PROMPT: After finding the line with "let configured = IdentityConfig" in the data below, set down exactly each line through the one with "- EPOCH_MS;", inclusive, and stop there.

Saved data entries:
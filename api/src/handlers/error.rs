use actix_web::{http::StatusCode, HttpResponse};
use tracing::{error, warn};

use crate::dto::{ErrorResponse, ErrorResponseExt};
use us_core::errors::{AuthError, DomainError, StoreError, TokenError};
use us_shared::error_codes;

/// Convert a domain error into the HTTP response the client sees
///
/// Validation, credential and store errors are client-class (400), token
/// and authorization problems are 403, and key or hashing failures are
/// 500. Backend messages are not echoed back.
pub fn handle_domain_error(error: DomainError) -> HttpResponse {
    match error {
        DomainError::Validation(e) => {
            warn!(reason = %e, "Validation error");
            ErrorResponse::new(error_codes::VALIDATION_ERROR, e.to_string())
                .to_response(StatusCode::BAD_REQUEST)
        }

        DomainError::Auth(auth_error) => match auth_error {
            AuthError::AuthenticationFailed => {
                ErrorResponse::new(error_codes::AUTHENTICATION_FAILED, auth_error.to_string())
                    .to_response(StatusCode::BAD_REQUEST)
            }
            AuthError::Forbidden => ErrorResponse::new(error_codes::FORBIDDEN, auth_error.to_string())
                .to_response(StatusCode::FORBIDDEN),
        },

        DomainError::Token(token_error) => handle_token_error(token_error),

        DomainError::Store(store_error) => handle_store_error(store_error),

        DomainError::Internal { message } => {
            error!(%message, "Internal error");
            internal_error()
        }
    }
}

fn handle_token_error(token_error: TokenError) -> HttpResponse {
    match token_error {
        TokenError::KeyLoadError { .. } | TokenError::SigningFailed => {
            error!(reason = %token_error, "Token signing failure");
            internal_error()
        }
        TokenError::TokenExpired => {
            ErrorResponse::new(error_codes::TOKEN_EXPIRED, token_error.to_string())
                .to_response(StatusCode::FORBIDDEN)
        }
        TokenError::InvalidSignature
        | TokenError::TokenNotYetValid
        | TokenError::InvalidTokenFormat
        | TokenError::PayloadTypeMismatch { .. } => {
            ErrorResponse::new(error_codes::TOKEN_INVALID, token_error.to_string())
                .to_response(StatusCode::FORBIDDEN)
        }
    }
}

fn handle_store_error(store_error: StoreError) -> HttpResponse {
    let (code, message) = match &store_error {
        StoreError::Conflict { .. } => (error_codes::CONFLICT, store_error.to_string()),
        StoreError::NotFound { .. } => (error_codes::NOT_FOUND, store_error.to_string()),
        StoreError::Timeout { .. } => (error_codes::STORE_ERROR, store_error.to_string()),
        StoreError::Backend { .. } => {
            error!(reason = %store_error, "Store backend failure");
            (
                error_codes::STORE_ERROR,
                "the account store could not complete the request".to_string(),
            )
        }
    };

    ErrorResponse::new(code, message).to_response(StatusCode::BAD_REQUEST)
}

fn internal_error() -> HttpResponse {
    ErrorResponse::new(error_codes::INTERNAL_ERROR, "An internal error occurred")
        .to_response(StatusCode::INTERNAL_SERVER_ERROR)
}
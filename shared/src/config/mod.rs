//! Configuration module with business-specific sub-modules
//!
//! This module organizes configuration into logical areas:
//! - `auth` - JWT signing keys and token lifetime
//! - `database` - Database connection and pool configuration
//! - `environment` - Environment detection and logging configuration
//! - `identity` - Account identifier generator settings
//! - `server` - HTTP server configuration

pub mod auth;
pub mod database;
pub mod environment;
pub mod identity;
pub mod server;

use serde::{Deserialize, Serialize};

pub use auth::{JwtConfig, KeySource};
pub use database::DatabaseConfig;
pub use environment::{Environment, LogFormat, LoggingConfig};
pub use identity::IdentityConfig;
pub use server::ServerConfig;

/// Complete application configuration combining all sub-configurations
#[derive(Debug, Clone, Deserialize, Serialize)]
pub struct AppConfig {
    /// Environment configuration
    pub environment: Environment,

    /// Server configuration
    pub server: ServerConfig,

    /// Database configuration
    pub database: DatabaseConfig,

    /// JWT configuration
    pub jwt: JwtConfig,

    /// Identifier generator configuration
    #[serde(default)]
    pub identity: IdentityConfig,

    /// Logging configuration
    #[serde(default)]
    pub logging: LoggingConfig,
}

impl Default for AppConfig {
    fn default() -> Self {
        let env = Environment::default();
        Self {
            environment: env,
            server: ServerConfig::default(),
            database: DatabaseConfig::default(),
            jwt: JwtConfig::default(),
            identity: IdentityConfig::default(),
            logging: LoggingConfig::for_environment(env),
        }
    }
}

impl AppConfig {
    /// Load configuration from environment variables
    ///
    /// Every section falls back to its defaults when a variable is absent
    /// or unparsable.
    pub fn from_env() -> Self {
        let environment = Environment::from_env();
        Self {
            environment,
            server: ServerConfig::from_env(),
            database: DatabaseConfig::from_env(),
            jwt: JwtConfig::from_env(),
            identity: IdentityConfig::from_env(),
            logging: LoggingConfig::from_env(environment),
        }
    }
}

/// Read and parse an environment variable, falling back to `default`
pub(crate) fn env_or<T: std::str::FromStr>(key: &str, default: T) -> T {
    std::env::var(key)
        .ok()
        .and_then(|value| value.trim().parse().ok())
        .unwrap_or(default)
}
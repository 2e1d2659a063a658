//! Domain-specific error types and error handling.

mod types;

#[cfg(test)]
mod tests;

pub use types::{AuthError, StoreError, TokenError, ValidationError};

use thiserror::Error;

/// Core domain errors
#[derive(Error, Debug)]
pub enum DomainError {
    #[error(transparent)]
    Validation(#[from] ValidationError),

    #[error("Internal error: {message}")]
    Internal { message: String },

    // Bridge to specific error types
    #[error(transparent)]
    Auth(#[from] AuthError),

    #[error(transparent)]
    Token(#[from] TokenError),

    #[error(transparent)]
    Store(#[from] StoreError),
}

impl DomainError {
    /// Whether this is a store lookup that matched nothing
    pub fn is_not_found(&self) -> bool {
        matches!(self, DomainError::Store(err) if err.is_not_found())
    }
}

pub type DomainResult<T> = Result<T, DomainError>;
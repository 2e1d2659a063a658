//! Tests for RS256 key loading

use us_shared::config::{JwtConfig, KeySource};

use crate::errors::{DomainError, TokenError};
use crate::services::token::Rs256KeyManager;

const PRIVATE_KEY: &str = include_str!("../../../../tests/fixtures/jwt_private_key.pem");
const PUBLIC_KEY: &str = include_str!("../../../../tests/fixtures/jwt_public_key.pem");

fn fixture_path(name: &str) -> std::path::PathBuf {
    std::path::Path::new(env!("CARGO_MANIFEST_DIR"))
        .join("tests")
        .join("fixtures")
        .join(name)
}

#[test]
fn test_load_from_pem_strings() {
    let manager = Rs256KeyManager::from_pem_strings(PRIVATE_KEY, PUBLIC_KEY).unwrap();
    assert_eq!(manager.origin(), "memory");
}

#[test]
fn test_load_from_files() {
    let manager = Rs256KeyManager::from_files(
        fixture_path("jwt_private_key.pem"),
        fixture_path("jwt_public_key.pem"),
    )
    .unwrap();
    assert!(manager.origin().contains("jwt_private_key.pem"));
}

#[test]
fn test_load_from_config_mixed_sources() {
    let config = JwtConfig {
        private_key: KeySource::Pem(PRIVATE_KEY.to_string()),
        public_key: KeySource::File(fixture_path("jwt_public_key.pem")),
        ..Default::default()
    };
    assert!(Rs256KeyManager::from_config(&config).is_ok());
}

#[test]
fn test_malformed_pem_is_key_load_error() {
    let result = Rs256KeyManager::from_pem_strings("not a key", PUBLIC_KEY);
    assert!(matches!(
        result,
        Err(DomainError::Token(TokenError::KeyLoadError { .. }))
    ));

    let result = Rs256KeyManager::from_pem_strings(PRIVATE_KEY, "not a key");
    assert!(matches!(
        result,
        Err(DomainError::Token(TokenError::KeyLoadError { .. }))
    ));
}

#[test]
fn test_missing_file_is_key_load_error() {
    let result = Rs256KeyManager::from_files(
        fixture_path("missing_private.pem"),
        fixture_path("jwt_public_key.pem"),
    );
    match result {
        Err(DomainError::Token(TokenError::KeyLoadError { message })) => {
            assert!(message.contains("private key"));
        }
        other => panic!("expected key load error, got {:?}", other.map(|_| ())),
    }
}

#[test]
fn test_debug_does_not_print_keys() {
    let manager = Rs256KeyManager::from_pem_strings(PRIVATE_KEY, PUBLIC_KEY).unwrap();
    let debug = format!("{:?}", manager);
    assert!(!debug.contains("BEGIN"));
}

==

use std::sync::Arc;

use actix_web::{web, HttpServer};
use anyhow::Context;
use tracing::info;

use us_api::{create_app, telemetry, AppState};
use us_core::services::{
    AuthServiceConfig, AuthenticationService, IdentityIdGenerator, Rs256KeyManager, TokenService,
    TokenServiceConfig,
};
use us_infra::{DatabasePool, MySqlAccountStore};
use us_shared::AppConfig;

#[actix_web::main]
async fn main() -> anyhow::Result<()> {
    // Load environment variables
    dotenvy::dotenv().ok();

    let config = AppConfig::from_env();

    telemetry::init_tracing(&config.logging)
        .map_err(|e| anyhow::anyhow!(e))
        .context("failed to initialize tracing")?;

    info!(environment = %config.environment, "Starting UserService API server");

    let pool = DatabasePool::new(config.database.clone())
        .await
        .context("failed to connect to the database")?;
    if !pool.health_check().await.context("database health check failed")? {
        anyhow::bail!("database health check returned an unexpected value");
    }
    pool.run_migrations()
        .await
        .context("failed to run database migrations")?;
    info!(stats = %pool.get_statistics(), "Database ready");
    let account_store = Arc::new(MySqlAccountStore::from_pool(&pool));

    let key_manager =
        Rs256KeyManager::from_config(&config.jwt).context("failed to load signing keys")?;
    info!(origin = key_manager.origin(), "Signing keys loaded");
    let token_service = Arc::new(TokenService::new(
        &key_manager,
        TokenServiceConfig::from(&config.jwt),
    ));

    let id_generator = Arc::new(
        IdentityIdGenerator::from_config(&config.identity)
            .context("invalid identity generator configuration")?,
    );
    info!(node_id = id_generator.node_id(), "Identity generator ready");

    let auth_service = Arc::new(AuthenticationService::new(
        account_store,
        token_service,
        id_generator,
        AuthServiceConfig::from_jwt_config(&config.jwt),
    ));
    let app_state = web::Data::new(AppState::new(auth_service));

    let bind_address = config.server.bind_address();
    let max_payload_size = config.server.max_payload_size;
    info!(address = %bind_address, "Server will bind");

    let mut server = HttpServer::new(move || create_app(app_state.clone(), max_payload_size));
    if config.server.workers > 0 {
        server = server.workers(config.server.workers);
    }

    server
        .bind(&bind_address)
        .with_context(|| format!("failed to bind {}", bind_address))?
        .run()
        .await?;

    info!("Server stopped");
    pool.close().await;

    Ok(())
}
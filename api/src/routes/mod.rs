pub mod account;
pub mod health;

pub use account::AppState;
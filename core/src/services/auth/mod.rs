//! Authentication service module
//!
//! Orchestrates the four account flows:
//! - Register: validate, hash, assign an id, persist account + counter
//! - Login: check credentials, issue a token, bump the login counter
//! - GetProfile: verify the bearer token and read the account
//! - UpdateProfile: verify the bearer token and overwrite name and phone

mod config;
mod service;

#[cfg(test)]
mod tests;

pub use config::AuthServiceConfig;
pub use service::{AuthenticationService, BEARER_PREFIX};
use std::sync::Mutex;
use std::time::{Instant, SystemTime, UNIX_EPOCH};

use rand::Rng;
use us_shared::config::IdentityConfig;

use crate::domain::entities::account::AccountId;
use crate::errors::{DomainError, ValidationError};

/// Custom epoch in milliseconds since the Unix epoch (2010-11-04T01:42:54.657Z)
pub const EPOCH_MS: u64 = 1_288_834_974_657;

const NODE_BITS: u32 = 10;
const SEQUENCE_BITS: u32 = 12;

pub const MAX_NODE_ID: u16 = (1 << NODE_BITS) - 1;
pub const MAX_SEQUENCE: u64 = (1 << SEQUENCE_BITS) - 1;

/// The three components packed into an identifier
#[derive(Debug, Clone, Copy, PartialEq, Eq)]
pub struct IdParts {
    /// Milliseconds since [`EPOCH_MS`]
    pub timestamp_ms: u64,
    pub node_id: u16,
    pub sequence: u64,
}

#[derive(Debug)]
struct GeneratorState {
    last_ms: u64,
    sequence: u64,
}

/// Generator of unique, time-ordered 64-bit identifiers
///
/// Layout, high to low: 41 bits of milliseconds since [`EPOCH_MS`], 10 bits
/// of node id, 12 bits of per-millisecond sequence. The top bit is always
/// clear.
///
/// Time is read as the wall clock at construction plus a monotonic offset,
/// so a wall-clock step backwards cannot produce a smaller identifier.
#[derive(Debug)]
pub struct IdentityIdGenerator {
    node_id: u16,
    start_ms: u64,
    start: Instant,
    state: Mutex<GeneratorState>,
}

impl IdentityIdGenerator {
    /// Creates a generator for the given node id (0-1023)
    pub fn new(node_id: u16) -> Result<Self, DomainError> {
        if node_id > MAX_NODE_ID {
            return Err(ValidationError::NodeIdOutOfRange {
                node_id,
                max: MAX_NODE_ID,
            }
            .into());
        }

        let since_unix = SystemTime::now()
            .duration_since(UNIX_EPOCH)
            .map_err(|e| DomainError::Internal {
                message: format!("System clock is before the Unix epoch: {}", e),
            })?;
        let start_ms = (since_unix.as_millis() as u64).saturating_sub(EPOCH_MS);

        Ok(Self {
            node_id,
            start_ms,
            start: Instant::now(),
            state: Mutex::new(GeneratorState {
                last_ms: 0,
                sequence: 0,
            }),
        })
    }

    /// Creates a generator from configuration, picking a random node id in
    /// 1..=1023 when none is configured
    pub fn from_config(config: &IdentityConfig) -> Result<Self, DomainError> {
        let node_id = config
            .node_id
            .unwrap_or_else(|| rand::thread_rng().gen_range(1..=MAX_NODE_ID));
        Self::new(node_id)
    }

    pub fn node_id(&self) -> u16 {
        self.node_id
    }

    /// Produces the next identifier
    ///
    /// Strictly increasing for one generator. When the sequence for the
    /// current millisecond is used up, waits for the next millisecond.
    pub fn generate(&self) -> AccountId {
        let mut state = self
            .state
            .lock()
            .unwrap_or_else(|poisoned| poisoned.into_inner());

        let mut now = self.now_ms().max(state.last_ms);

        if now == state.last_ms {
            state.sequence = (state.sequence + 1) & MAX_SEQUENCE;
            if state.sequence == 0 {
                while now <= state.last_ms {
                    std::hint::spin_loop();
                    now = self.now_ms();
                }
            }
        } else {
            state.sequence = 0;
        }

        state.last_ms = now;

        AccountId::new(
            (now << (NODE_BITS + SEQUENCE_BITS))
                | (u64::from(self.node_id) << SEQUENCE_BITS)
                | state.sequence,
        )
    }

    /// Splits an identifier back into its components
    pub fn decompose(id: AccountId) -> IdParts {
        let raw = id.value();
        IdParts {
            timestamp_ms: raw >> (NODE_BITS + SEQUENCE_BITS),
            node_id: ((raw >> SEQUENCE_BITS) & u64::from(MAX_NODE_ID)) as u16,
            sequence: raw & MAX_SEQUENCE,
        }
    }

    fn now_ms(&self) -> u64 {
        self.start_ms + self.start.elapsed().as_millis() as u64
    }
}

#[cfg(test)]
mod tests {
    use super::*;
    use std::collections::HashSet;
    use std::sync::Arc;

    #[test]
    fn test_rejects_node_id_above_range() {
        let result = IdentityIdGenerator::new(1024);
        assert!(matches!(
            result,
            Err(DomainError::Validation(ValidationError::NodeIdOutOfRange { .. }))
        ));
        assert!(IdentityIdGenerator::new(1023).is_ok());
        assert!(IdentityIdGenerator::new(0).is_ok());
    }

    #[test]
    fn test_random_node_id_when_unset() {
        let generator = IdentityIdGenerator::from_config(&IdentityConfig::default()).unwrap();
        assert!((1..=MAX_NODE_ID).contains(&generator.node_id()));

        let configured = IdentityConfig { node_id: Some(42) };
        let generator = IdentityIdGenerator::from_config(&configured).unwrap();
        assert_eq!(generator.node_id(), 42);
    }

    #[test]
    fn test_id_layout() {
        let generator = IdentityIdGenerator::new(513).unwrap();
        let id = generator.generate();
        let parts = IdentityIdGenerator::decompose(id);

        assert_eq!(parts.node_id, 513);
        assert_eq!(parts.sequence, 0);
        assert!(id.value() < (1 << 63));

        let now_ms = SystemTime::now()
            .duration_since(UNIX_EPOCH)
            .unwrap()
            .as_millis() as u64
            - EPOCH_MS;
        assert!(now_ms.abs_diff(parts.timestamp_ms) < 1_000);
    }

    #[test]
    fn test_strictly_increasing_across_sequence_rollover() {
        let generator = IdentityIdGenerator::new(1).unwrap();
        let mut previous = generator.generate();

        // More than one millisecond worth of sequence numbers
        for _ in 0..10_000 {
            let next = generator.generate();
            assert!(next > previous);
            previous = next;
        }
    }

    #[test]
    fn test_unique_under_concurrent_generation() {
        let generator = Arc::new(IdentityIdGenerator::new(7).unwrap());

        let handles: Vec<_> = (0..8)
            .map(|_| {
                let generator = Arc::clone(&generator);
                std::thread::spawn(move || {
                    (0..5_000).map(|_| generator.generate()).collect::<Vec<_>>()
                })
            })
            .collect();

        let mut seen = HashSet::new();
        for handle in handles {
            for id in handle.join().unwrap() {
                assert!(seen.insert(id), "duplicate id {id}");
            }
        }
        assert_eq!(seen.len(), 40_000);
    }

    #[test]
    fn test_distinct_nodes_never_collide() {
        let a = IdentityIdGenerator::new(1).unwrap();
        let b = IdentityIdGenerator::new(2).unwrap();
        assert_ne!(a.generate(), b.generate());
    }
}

OUTPUT FOR THIS TASK:
        let configured = IdentityConfig { node_id: Some(42) };
        let generator = IdentityIdGenerator::from_config(&configured).unwrap();
        assert_eq!(generator.node_id(), 42);
    }

    #[test]
    fn test_id_layout() {
        let generator = IdentityIdGenerator::new(513).unwrap();
        let id = generator.generate();
        let parts = IdentityIdGenerator::decompose(id);

        assert_eq!(parts.node_id, 513);
        assert_eq!(parts.sequence, 0);
        assert!(id.value() < (1 << 63));

        let now_ms = SystemTime::now()
            .duration_since(UNIX_EPOCH)
            .unwrap()
            .as_millis() as u64
            - EPOCH_MS;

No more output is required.